[STRAIGHT OUTTA STRAIGHT-TO-VIDEO] ANTIHUMAN (2017)

Cinema is a thriving art form. Sometimes it’s easy to forget that fact with big-budget Hollywood hits and everything so easily accessible. Films don’t always have to make 100% sense to be able to be appreciated for their beauty. ANTIHUMAN is marketed as a horror movie, but it is much more than that. The audience is taken for a psychedelic downward spiral into mental illness.

 

 

Peggy (Danielle Arden) is joined by her three friends Maggie (Anya Korzun), Avery (Katie Keight), and Catarina (Kathryn Goldsmith) in a journey of self discovery. They return to a tucked away, deserted mental institution where Peggy was raised and her dead mother once worked. The remnants of the past quickly manifest themselves in supernatural forces that tear at the very fabric of Peggy’s already weak mental state. The boundaries of time, memory, and space are twisted by the sanitarium’s heritage of experimentation and insanity.

 

ANTIHUMAN Poster

 

ANTIHUMAN opens with a nuclear fallout warning. I love the aesthetic of this. Without initially knowing anything about this movie, it had me thinking that it was going to be a straight forward post-apocalyptic survivalist film. That would have been fine with me, but to find it had a much deeper subtext of a mental breakdown gave the imagery a much more powerful statement. The title sequence also had a gritty ’70s grindhouse feel to it. These two scenes were an exceptional way to start this movie.

 

ANTIHUMAN - Cast

 

The cast of ANTIHUMAN is small, but well played. You can tell that Maggie is closest to Peggy. Their conversations come across as authentic. It is as if they have been friends for a long time. Capturing that emotional connection isn’t always the easiest thing in the world to do, so kudos to them. I found Avery to be the most down to Earth character. She’s the one everyone should be listening to, and she is the most honest character. She’s that one character in every horror movie that if the other characters followed what they said in the first place, the rest of the movie wouldn’t have happened.

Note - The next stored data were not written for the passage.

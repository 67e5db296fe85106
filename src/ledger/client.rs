//! Lightweight Solana JSON-RPC client
//!
//! Implements only the read-side methods the suite needs to check ledger
//! state between steps. Transaction building stays with the collaborator
//! scripts.

use std::time::Duration;

use serde::de::DeserializeOwned;
use serde::Deserialize;
use serde_json::{json, Value};
use tokio::time::{sleep, timeout, Instant};
use tracing::{debug, trace};

use crate::common::config::{Commitment, LedgerConfig};
use crate::common::{Error, Result};

/// JSON-RPC response envelope
#[derive(Debug, Deserialize)]
struct RpcResponse<T> {
    result: Option<T>,
    error: Option<RpcError>,
}

#[derive(Debug, Deserialize)]
struct RpcError {
    code: i64,
    message: String,
}

/// `{ context, value }` wrapper used by account queries
#[derive(Debug, Deserialize)]
struct WithContext<T> {
    value: T,
}

/// The parts of an account the suite looks at
#[derive(Debug, Clone, Deserialize, PartialEq, Eq)]
pub struct AccountSummary {
    pub lamports: u64,
    pub owner: String,
    pub executable: bool,
    #[serde(default)]
    pub space: Option<u64>,
}

/// Async client for a single RPC endpoint
#[derive(Debug, Clone)]
pub struct LedgerClient {
    url: String,
    commitment: Commitment,
    http: reqwest::Client,
}

impl LedgerClient {
    pub fn new(config: &LedgerConfig) -> Result<Self> {
        let http = reqwest::Client::builder()
            .timeout(Duration::from_secs(config.request_timeout_secs))
            .user_agent("onesol-suite")
            .build()?;
        Ok(Self {
            url: config.rpc_url.clone(),
            commitment: config.commitment,
            http,
        })
    }

    pub fn url(&self) -> &str {
        &self.url
    }

    pub fn commitment(&self) -> Commitment {
        self.commitment
    }

    /// Send a JSON-RPC request and decode its `result`
    pub async fn call<T: DeserializeOwned>(&self, method: &str, params: Value) -> Result<T> {
        let body = json!({
            "jsonrpc": "2.0",
            "id": 1,
            "method": method,
            "params": params,
        });
        trace!(method, url = %self.url, "RPC request");

        let response = self.http.post(&self.url).json(&body).send().await?;
        if !response.status().is_success() {
            return Err(Error::Transport(format!(
                "{} returned HTTP {}",
                self.url,
                response.status()
            )));
        }

        let bytes = response.bytes().await?;
        let envelope: RpcResponse<T> = serde_json::from_slice(&bytes)?;
        if let Some(err) = envelope.error {
            debug!(method, code = err.code, message = %err.message, "RPC error");
            return Err(Error::Rpc {
                code: err.code,
                message: err.message,
            });
        }
        match envelope.result {
            Some(result) => Ok(result),
            // `result: null` is a valid answer for some methods
            None => serde_json::from_value(Value::Null).map_err(|_| {
                Error::Transport(format!("'{}' response has no result", method))
            }),
        }
    }

    /// `getHealth`; the node answers `"ok"` when it is caught up
    pub async fn get_health(&self) -> Result<String> {
        self.call("getHealth", json!([])).await
    }

    pub async fn get_slot(&self) -> Result<u64> {
        self.call(
            "getSlot",
            json!([{ "commitment": self.commitment.as_str() }]),
        )
        .await
    }

    /// Fetch an account, `None` when it does not exist at this commitment
    pub async fn get_account_info(&self, pubkey: &str) -> Result<Option<AccountSummary>> {
        let response: WithContext<Option<AccountSummary>> = self
            .call(
                "getAccountInfo",
                json!([pubkey, {
                    "encoding": "base64",
                    "commitment": self.commitment.as_str(),
                }]),
            )
            .await?;
        Ok(response.value)
    }

    /// Poll until `pubkey` exists, or fail once `deadline` elapses
    ///
    /// The deadline also bounds an in-flight request.
    pub async fn wait_for_account(
        &self,
        pubkey: &str,
        deadline: Duration,
        poll_interval: Duration,
    ) -> Result<AccountSummary> {
        let start = Instant::now();
        match timeout(deadline, self.poll_account(pubkey, poll_interval)).await {
            Ok(Ok(account)) => {
                debug!(
                    pubkey,
                    owner = %account.owner,
                    waited_ms = start.elapsed().as_millis() as u64,
                    "Account found"
                );
                Ok(account)
            }
            Ok(Err(e)) => Err(e),
            Err(_) => Err(Error::AccountTimeout {
                pubkey: pubkey.to_string(),
                waited: deadline,
            }),
        }
    }

    async fn poll_account(&self, pubkey: &str, poll_interval: Duration) -> Result<AccountSummary> {
        loop {
            if let Some(account) = self.get_account_info(pubkey).await? {
                return Ok(account);
            }
            sleep(poll_interval).await;
        }
    }
}

#[cfg(test)]
pub(crate) mod tests {
    use super::*;
    use tokio::io::{AsyncReadExt, AsyncWriteExt};
    use tokio::net::TcpListener;

    /// Serve canned JSON-RPC bodies, one per connection, in order
    pub(crate) async fn serve(bodies: Vec<String>) -> String {
        let listener = TcpListener::bind("127.0.0.1:0").await.unwrap();
        let addr = listener.local_addr().unwrap();
        tokio::spawn(async move {
            for body in bodies {
                let (mut socket, _) = listener.accept().await.unwrap();
                read_request(&mut socket).await;
                let response = format!(
                    "HTTP/1.1 200 OK\r\ncontent-type: application/json\r\ncontent-length: {}\r\nconnection: close\r\n\r\n{}",
                    body.len(),
                    body
                );
                socket.write_all(response.as_bytes()).await.unwrap();
                socket.shutdown().await.ok();
            }
        });
        format!("http://{}", addr)
    }

    async fn read_request(socket: &mut tokio::net::TcpStream) {
        let mut buf = Vec::new();
        let mut chunk = [0u8; 1024];
        loop {
            let n = socket.read(&mut chunk).await.unwrap();
            if n == 0 {
                return;
            }
            buf.extend_from_slice(&chunk[..n]);
            let text = String::from_utf8_lossy(&buf);
            if let Some(header_end) = text.find("\r\n\r\n") {
                let content_length = text[..header_end]
                    .lines()
                    .find_map(|line| {
                        let (name, value) = line.split_once(':')?;
                        name.eq_ignore_ascii_case("content-length")
                            .then(|| value.trim().parse::<usize>().ok())
                            .flatten()
                    })
                    .unwrap_or(0);
                if buf.len() >= header_end + 4 + content_length {
                    return;
                }
            }
        }
    }

    pub(crate) fn client_for(url: String) -> LedgerClient {
        LedgerClient::new(&LedgerConfig {
            rpc_url: url,
            commitment: Commitment::Confirmed,
            request_timeout_secs: 5,
        })
        .unwrap()
    }

    #[tokio::test]
    async fn test_get_health_ok() {
        let url = serve(vec![r#"{"jsonrpc":"2.0","result":"ok","id":1}"#.to_string()]).await;
        let client = client_for(url);
        assert_eq!(client.get_health().await.unwrap(), "ok");
    }

    #[tokio::test]
    async fn test_rpc_error_is_mapped() {
        let url = serve(vec![
            r#"{"jsonrpc":"2.0","error":{"code":-32005,"message":"Node is behind by 42 slots"},"id":1}"#
                .to_string(),
        ])
        .await;
        let client = client_for(url);
        match client.get_health().await.unwrap_err() {
            Error::Rpc { code, message } => {
                assert_eq!(code, -32005);
                assert_eq!(message, "Node is behind by 42 slots");
            }
            other => panic!("unexpected error: {:?}", other),
        }
    }

    #[tokio::test]
    async fn test_missing_account_is_none() {
        let url = serve(vec![
            r#"{"jsonrpc":"2.0","result":{"context":{"slot":7},"value":null},"id":1}"#.to_string(),
        ])
        .await;
        let client = client_for(url);
        assert_eq!(client.get_account_info("Pool111").await.unwrap(), None);
    }

    #[tokio::test]
    async fn test_wait_for_account_polls_until_present() {
        let url = serve(vec![
            r#"{"jsonrpc":"2.0","result":{"context":{"slot":7},"value":null},"id":1}"#.to_string(),
            r#"{"jsonrpc":"2.0","result":{"context":{"slot":8},"value":{"lamports":1461600,"owner":"SwaP1111","executable":false,"rentEpoch":0,"data":["","base64"],"space":82}},"id":1}"#
                .to_string(),
        ])
        .await;
        let client = client_for(url);
        let account = client
            .wait_for_account("Pool111", Duration::from_secs(5), Duration::from_millis(10))
            .await
            .unwrap();
        assert_eq!(account.owner, "SwaP1111");
        assert_eq!(account.space, Some(82));
    }

    #[tokio::test]
    async fn test_wait_for_account_deadline_bounds_slow_request() {
        // Accepts connections but never answers
        let listener = TcpListener::bind("127.0.0.1:0").await.unwrap();
        let client = client_for(format!("http://{}", listener.local_addr().unwrap()));

        let start = std::time::Instant::now();
        let err = client
            .wait_for_account("Pool111", Duration::from_millis(300), Duration::from_millis(10))
            .await
            .unwrap_err();

        assert!(start.elapsed() < Duration::from_secs(2));
        assert_eq!(
            err.to_string(),
            "Account Pool111 did not appear within 300ms"
        );
        drop(listener);
    }

    #[tokio::test]
    async fn test_malformed_body_is_json_error() {
        let url = serve(vec!["<html>bad gateway</html>".to_string()]).await;
        let client = client_for(url);
        assert!(matches!(client.get_health().await.unwrap_err(), Error::Json(_)));
    }

    #[tokio::test]
    async fn test_transport_error_when_unreachable() {
        let listener = TcpListener::bind("127.0.0.1:0").await.unwrap();
        let addr = listener.local_addr().unwrap();
        drop(listener);
        let client = client_for(format!("http://{}", addr));
        assert!(matches!(
            client.get_health().await.unwrap_err(),
            Error::Transport(_)
        ));
    }
}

I really liked her for that.

 

At first it seems like ANTIHUMAN has a classic horror set up. A group of women camping in the woods while one of them suffers from mental illness. It seems very basic, and that’s fine. There is a lot of talking, but not much action. At twenty-eight minutes into the film things start to get more interesting. The SUSPIRIA influenced mental breakdown was reminiscent of John Carpenter’s THE WARD or a less stylized SUCKER PUNCH. I particularly enjoyed the demonic hallucinatory visual symbolism. It was super trippy.

 

ANTIHUMAN

 

Unfortunately the bizarre cinematography is only intermittent. The movie cuts between that and more boring nature walks throughout the duration of the film. Although, there is one scene during the nature walks I just loved. Peggy has a lengthy conversation with a dead bird’s skeleton and the whole thing is genius.

 

ANTIHUMAN

 

In the third act a male character named Walker (Andrew Jardine) is introduced. He comes across as particularly sinister. He is consistently “mansplaining” things to the female characters and a prime example of toxic masculinity presented in an artful way. There is nothing about this character I like, but I think he is necessary to this non-linear story. He gives ANTIHUMAN tension that is needed.

 

ANTIHUMAN

 

ANTIHUMAN is a movie that is brilliant in its awkwardness. Through the whole thing, I kept debating with myself which characters were real, or if any of them were real. It came across as a feminist Lars Von Trier film. ANTIHUMAN had a very witchy vibe without any witches, and a very Satanic vibe without ever mentioning Satan, which reminded me of LET’S SCARE JESSICA TO DEATH. I appreciate that nothing is explained and is left to the audience to comprehend. A film that does not dumb itself down for its audience is the best kind of movie.